> _ABOUT THIS TASK_
I need the lines from the one with "server-side iterator session." through the end of the material, copied exactly and with nothing else included.

── DATA FOR THIS EXERCISE ──

use tracing::warn;

use crate::{
	neo_clients::{rpc::JsonRpcProvider, ProviderError, RpcClient},
	neo_types::StackItem,
};

/// A server-side iterator session.
///
/// Nodes with sessions enabled return an iterator stack item plus a
/// session id from `invokescript`; this value carries both ids and the
/// client, and pages through the items with `traverseiterator`.
///
/// Sessions expire server-side. Call [`NeoIterator::close`] when done;
/// dropping an unclosed iterator only logs a warning, since no RPC can
/// be awaited during drop. For nodes with sessions disabled, build an
/// unwrap script with
/// [`crate::builder::ScriptBuilder::build_contract_call_and_unwrap_iterator`]
/// instead.
#[derive(Debug)]
pub struct NeoIterator<'a, P: JsonRpcProvider> {
	client: &'a RpcClient<P>,
	session_id: String,
	iterator_id: String,
	closed: bool,
}

impl<'a, P: JsonRpcProvider> NeoIterator<'a, P> {
	pub fn new(client: &'a RpcClient<P>, session_id: String, iterator_id: String) -> Self {
		Self { client, session_id, iterator_id, closed: false }
	}

	pub fn session_id(&self) -> &str {
		&self.session_id
	}

	pub fn iterator_id(&self) -> &str {
		&self.iterator_id
	}

	/// Fetches up to `count` more items.
	pub async fn next(&self, count: u32) -> Result<Vec<StackItem>, ProviderError> {
		self.client.traverse_iterator(&self.session_id, &self.iterator_id, count).await
	}

	/// Terminates the server-side session.
	pub async fn close(mut self) -> Result<bool, ProviderError> {
		self.closed = true;
		self.client.terminate_session(&self.session_id).await
	}
}

impl<'a, P: JsonRpcProvider> Drop for NeoIterator<'a, P> {
	fn drop(&mut self) {
		if !self.closed {
			warn!(
				session_id = %self.session_id,
				"iterator session dropped without close(); it will linger until the node expires it"
			);
		}
	}
}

───

> _ANSWER_
/// A server-side iterator session.
///
/// Nodes with sessions enabled return an iterator stack item plus a
/// session id from `invokescript`; this value carries both ids and the
/// client, and pages through the items with `traverseiterator`.
///
/// Sessions expire server-side. Call [`NeoIterator::close`] when done;
/// dropping an unclosed iterator only logs a warning, since no RPC can
/// be awaited during drop. For nodes with sessions disabled, build an
/// unwrap script with
/// [`crate::builder::ScriptBuilder::build_contract_call_and_unwrap_iterator`]
/// instead.
#[derive(Debug)]
pub struct NeoIterator<'a, P: JsonRpcProvider> {
	client: &'a RpcClient<P>,
	session_id: String,
	iterator_id: String,
	closed: bool,
}

impl<'a, P: JsonRpcProvider> NeoIterator<'a, P> {
	pub fn new(client: &'a RpcClient<P>, session_id: String, iterator_id: String) -> Self {
		Self { client, session_id, iterator_id, closed: false }
	}

	pub fn session_id(&self) -> &str {
		&self.session_id
	}

	pub fn iterator_id(&self) -> &str {
		&self.iterator_id
	}

	/// Fetches up to `count` more items.
	pub async fn next(&self, count: u32) -> Result<Vec<StackItem>, ProviderError> {
		self.client.traverse_iterator(&self.session_id, &self.iterator_id, count).await
	}

	/// Terminates the server-side session.
	pub async fn close(mut self) -> Result<bool, ProviderError> {
		self.closed = true;
		self.client.terminate_session(&self.session_id).await
	}
}

impl<'a, P: JsonRpcProvider> Drop for NeoIterator<'a, P> {
	fn drop(&mut self) {
		if !self.closed {
			warn!(
				session_id = %self.session_id,
				"iterator session dropped without close(); it will linger until the node expires it"
			);
		}
	}
}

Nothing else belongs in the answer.